Directions => Please work out how many lines in the material below contain the string "ORDER", and answer with that number only.

Records shown =>
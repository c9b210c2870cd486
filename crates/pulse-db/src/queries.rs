use crate::models::{IssueRow, UserRow};
use crate::{Database, format_ts};
use anyhow::Result;
use chrono::{DateTime, Utc};
use rusqlite::{Connection, Row};

const USER_COLUMNS: &str = "id, username, email, password, created_at, updated_at";
const ISSUE_COLUMNS: &str = "id, username, issue_title, created_at";

impl Database {
    // -- Users --

    pub fn create_user(
        &self,
        id: &str,
        username: &str,
        email: &str,
        password_hash: &str,
        now: DateTime<Utc>,
    ) -> Result<()> {
        let now = format_ts(now);
        self.with_conn(|conn| {
            conn.execute(
                "INSERT INTO users (id, username, email, password, created_at, updated_at)
                 VALUES (?1, ?2, ?3, ?4, ?5, ?5)",
                (id, username, email, password_hash, &now),
            )?;
            Ok(())
        })
    }

    pub fn get_user_by_email(&self, email: &str) -> Result<Option<UserRow>> {
        self.with_conn(|conn| query_user(conn, "email", email))
    }

    pub fn get_user_by_username(&self, username: &str) -> Result<Option<UserRow>> {
        self.with_conn(|conn| query_user(conn, "username", username))
    }

    pub fn get_user_by_id(&self, id: &str) -> Result<Option<UserRow>> {
        self.with_conn(|conn| query_user(conn, "id", id))
    }

    /// Case-insensitive, matching the column collation.
    pub fn username_taken(&self, username: &str) -> Result<bool> {
        self.with_conn(|conn| {
            let n: i64 = conn.query_row(
                "SELECT COUNT(*) FROM users WHERE username = ?1",
                [username],
                |row| row.get(0),
            )?;
            Ok(n > 0)
        })
    }

    /// Team roster: every account, oldest first.
    pub fn list_users(&self) -> Result<Vec<UserRow>> {
        self.with_conn(|conn| {
            let sql = format!("SELECT {USER_COLUMNS} FROM users ORDER BY created_at ASC");
            let mut stmt = conn.prepare(&sql)?;
            let rows = stmt
                .query_map([], map_user)?
                .collect::<std::result::Result<Vec<_>, _>>()?;
            Ok(rows)
        })
    }

    /// Update username and/or email. The denormalised `feedbacks.username`
    /// is rewritten in the same transaction; issues follow via ON UPDATE CASCADE.
    pub fn update_profile(
        &self,
        id: &str,
        username: Option<&str>,
        email: Option<&str>,
        now: DateTime<Utc>,
    ) -> Result<Option<UserRow>> {
        let now = format_ts(now);
        self.with_conn_mut(|conn| {
            let tx = conn.transaction()?;
            let updated = tx.execute(
                "UPDATE users
                 SET username = COALESCE(?2, username),
                     email = COALESCE(?3, email),
                     updated_at = ?4
                 WHERE id = ?1",
                (id, username, email, &now),
            )?;
            if updated == 0 {
                return Ok(None);
            }
            if let Some(username) = username {
                tx.execute(
                    "UPDATE feedbacks SET username = ?2 WHERE user_id = ?1",
                    (id, username),
                )?;
            }
            let row = query_user(&tx, "id", id)?;
            tx.commit()?;
            Ok(row)
        })
    }

    pub fn update_password(&self, id: &str, password_hash: &str, now: DateTime<Utc>) -> Result<bool> {
        let now = format_ts(now);
        self.with_conn(|conn| {
            let n = conn.execute(
                "UPDATE users SET password = ?2, updated_at = ?3 WHERE id = ?1",
                (id, password_hash, &now),
            )?;
            Ok(n > 0)
        })
    }

    // -- Password resets --

    pub fn create_password_reset(
        &self,
        token_hash: &str,
        user_id: &str,
        expires_at: DateTime<Utc>,
    ) -> Result<()> {
        let expires_at = format_ts(expires_at);
        self.with_conn(|conn| {
            conn.execute(
                "INSERT INTO password_resets (token_hash, user_id, expires_at) VALUES (?1, ?2, ?3)",
                (token_hash, user_id, &expires_at),
            )?;
            Ok(())
        })
    }

    /// Burn a reset token. Returns the owning user id if the token existed,
    /// was unused and had not expired at `now`.
    pub fn consume_password_reset(&self, token_hash: &str, now: DateTime<Utc>) -> Result<Option<String>> {
        let now = format_ts(now);
        self.with_conn_mut(|conn| {
            let tx = conn.transaction()?;
            let user_id: Option<String> = tx
                .query_row(
                    "SELECT user_id FROM password_resets
                     WHERE token_hash = ?1 AND used_at IS NULL AND expires_at > ?2",
                    (token_hash, &now),
                    |row| row.get(0),
                )
                .optional()?;
            if user_id.is_some() {
                tx.execute(
                    "UPDATE password_resets SET used_at = ?2 WHERE token_hash = ?1",
                    (token_hash, &now),
                )?;
            }
            tx.commit()?;
            Ok(user_id)
        })
    }

    // -- Issues --

    pub fn insert_issue(&self, row: &IssueRow) -> Result<()> {
        self.with_conn(|conn| {
            conn.execute(
                "INSERT INTO current_issues (id, username, issue_title, created_at)
                 VALUES (?1, ?2, ?3, ?4)",
                (&row.id, &row.username, &row.issue_title, &row.created_at),
            )?;
            Ok(())
        })
    }

    /// Issues owned by `username`, newest first.
    pub fn list_issues(&self, username: &str, limit: u32) -> Result<Vec<IssueRow>> {
        self.with_conn(|conn| {
            let sql = format!(
                "SELECT {ISSUE_COLUMNS} FROM current_issues
                 WHERE username = ?1
                 ORDER BY created_at DESC, rowid DESC
                 LIMIT ?2"
            );
            let mut stmt = conn.prepare(&sql)?;
            let rows = stmt
                .query_map(rusqlite::params![username, limit], map_issue)?
                .collect::<std::result::Result<Vec<_>, _>>()?;
            Ok(rows)
        })
    }

    pub fn update_issue_title(&self, username: &str, id: &str, title: &str) -> Result<Option<IssueRow>> {
        self.with_conn(|conn| {
            let n = conn.execute(
                "UPDATE current_issues SET issue_title = ?3 WHERE id = ?1 AND username = ?2",
                (id, username, title),
            )?;
            if n == 0 {
                return Ok(None);
            }
            let sql = format!("SELECT {ISSUE_COLUMNS} FROM current_issues WHERE id = ?1");
            let row = conn.query_row(&sql, [id], map_issue).optional()?;
            Ok(row)
        })
    }

    pub fn delete_issue(&self, username: &str, id: &str) -> Result<bool> {
        self.with_conn(|conn| {
            let n = conn.execute(
                "DELETE FROM current_issues WHERE id = ?1 AND username = ?2",
                (id, username),
            )?;
            Ok(n > 0)
        })
    }
}

fn query_user(conn: &Connection, column: &str, value: &str) -> Result<Option<UserRow>> {
    // `column` is always one of our literals above, never user input.
    let sql = format!("SELECT {USER_COLUMNS} FROM users WHERE {column} = ?1");
    let mut stmt = conn.prepare(&sql)?;
    let row = stmt.query_row([value], map_user).optional()?;
    Ok(row)
}

fn map_user(row: &Row<'_>) -> rusqlite::Result<UserRow> {
    Ok(UserRow {
        id: row.get(0)?,
        username: row.get(1)?,
        email: row.get(2)?,
        password: row.get(3)?,
        created_at: row.get(4)?,
        updated_at: row.get(5)?,
    })
}

fn map_issue(row: &Row<'_>) -> rusqlite::Result<IssueRow> {
    Ok(IssueRow {
        id: row.get(0)?,
        username: row.get(1)?,
        issue_title: row.get(2)?,
        created_at: row.get(3)?,
    })
}

/// Extension trait for optional query results
pub(crate) trait OptionalExt<T> {
    fn optional(self) -> Result<Option<T>>;
}

impl<T> OptionalExt<T> for std::result::Result<T, rusqlite::Error> {
    fn optional(self) -> Result<Option<T>> {
        match self {
            Ok(val) => Ok(Some(val)),
            Err(rusqlite::Error::QueryReturnedNoRows) => Ok(None),
            Err(e) => Err(e.into()),
        }
    }
}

Reply => 2